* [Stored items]
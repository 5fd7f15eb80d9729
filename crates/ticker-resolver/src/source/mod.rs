//! Listing source adapter.
//!
//! Turns the raw tables of the registered providers into validated
//! `(identifier, display name)` rows per universe, with provider fallback
//! and per-call timeouts.

mod diagnostics;
mod listing_source;

pub use diagnostics::{ProviderAttempt, RefreshReport};
pub use listing_source::ListingSource;
//! Matching traits for the resolver crate.
//!
//! Defines the stage abstraction the match cascade is built from and the
//! result types it hands back.

use std::fmt;

use crate::models::{InstrumentRecord, ListingSnapshot, Market};

use super::normalizer::normalize;

/// Indicates which cascade stage produced a match.
#[derive(Clone, Copy, Debug, Eq, PartialEq, Hash)]
pub enum MatchStage {
    /// Query equals a published display name verbatim.
    ExactRaw,
    /// Normalized query equals a canonical name.
    ExactCanonical,
    /// Query and a name contain one another.
    Containment,
    /// Similarity ratio above the threshold.
    Fuzzy,
}

impl fmt::Display for MatchStage {
    fn fmt(&self, f: &mut fmt::Formatter<'_>) -> fmt::Result {
        match self {
            Self::ExactRaw => write!(f, "ExactRaw"),
            Self::ExactCanonical => write!(f, "ExactCanonical"),
            Self::Containment => write!(f, "Containment"),
            Self::Fuzzy => write!(f, "Fuzzy"),
        }
    }
}

/// A query prepared once for every stage.
#[derive(Clone, Debug)]
pub struct MatchQuery {
    /// Trimmed query as supplied.
    pub raw: String,
    /// `normalize(raw)`.
    pub canonical: String,
}

impl MatchQuery {
    /// Returns `None` for empty or whitespace-only input.
    pub fn new(query: &str) -> Option<Self> {
        let raw = query.trim();
        if raw.is_empty() {
            return None;
        }
        Some(Self {
            raw: raw.to_string(),
            canonical: normalize(raw),
        })
    }
}

/// A record selected by one cascade stage, borrowed from the snapshot.
#[derive(Clone, Copy, Debug)]
pub struct Match<'a> {
    pub record: &'a InstrumentRecord,
    pub stage: MatchStage,
    /// 1.0 for the exact and containment stages, the similarity ratio for fuzzy.
    pub score: f64,
}

impl<'a> Match<'a> {
    pub fn exact(record: &'a InstrumentRecord, stage: MatchStage) -> Self {
        Self {
            record,
            stage,
            score: 1.0,
        }
    }

    pub fn identifier(&self) -> &'a str {
        &self.record.identifier
    }

    /// Detaches the match from the snapshot it was found in.
    pub fn to_resolution(&self, query: &str) -> Resolution {
        Resolution {
            query: query.to_string(),
            identifier: self.record.identifier.clone(),
            display_name: self.record.display_name.clone(),
            market: self.record.market,
            stage: self.stage,
            score: self.score,
        }
    }
}

/// Owned resolution result, safe to keep after the snapshot is replaced.
#[derive(Clone, Debug, PartialEq)]
pub struct Resolution {
    pub query: String,
    pub identifier: String,
    pub display_name: String,
    pub market: Market,
    pub stage: MatchStage,
    pub score: f64,
}

/// Individual stage in the match cascade.
///
/// Stages are tried in order until one returns a match. Returning `None`
/// means this stage found no candidate and the cascade moves on.
pub trait MatchStrategy: Send + Sync {
    /// The stage this strategy implements.
    fn stage(&self) -> MatchStage;

    /// Look for the best record for `query` in `snapshot`.
    fn find<'a>(&self, query: &MatchQuery, snapshot: &'a ListingSnapshot) -> Option<Match<'a>>;
}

* [What to produce] Word for word, restate all of the data shown above.

* [Finished exercise]
repository 5fd7f15eb80d9729
filename crates/ticker-resolver/src/source/mod.rs
//! Listing source adapter.
//!
//! Turns the raw tables of the registered providers into validated
//! `(identifier, display name)` rows per universe, with provider fallback
//! and per-call timeouts.

mod diagnostics;
mod listing_source;

pub use diagnostics::{ProviderAttempt, RefreshReport};
pub use listing_source::ListingSource;
//! Matching traits for the resolver crate.
//!
//! Defines the stage abstraction the match cascade is built from and the
//! result types it hands back.

use std::fmt;

use crate::models::{InstrumentRecord, ListingSnapshot, Market};

use super::normalizer::normalize;

/// Indicates which cascade stage produced a match.
#[derive(Clone, Copy, Debug, Eq, PartialEq, Hash)]
pub enum MatchStage {
    /// Query equals a published display name verbatim.
    ExactRaw,
    /// Normalized query equals a canonical name.
    ExactCanonical,
    /// Query and a name contain one another.
    Containment,
    /// Similarity ratio above the threshold.
    Fuzzy,
}

impl fmt::Display for MatchStage {
    fn fmt(&self, f: &mut fmt::Formatter<'_>) -> fmt::Result {
        match self {
            Self::ExactRaw => write!(f, "ExactRaw"),
            Self::ExactCanonical => write!(f, "ExactCanonical"),
            Self::Containment => write!(f, "Containment"),
            Self::Fuzzy => write!(f, "Fuzzy"),
        }
    }
}

/// A query prepared once for every stage.
#[derive(Clone, Debug)]
pub struct MatchQuery {
    /// Trimmed query as supplied.
    pub raw: String,
    /// `normalize(raw)`.
    pub canonical: String,
}

impl MatchQuery {
    /// Returns `None` for empty or whitespace-only input.
    pub fn new(query: &str) -> Option<Self> {
        let raw = query.trim();
        if raw.is_empty() {
            return None;
        }
        Some(Self {
            raw: raw.to_string(),
            canonical: normalize(raw),
        })
    }
}

/// A record selected by one cascade stage, borrowed from the snapshot.
#[derive(Clone, Copy, Debug)]
pub struct Match<'a> {
    pub record: &'a InstrumentRecord,
    pub stage: MatchStage,
    /// 1.0 for the exact and containment stages, the similarity ratio for fuzzy.
    pub score: f64,
}

impl<'a> Match<'a> {
    pub fn exact(record: &'a InstrumentRecord, stage: MatchStage) -> Self {
        Self {
            record,
            stage,
            score: 1.0,
        }
    }

    pub fn identifier(&self) -> &'a str {
        &self.record.identifier
    }

    /// Detaches the match from the snapshot it was found in.
    pub fn to_resolution(&self, query: &str) -> Resolution {
        Resolution {
            query: query.to_string(),
            identifier: self.record.identifier.clone(),
            display_name: self.record.display_name.clone(),
            market: self.record.market,
            stage: self.stage,
            score: self.score,
        }
    }
}

/// Owned resolution result, safe to keep after the snapshot is replaced.
#[derive(Clone, Debug, PartialEq)]
pub struct Resolution {
    pub query: String,
    pub identifier: String,
    pub display_name: String,
    pub market: Market,
    pub stage: MatchStage,
    pub score: f64,
}

/// Individual stage in the match cascade.
///
/// Stages are tried in order until one returns a match. Returning `None`
/// means this stage found no candidate and the cascade moves on.
pub trait MatchStrategy: Send + Sync {
    /// The stage this strategy implements.
    fn stage(&self) -> MatchStage;

    /// Look for the best record for `query` in `snapshot`.
    fn find<'a>(&self, query: &MatchQuery, snapshot: &'a ListingSnapshot) -> Option<Match<'a>>;
}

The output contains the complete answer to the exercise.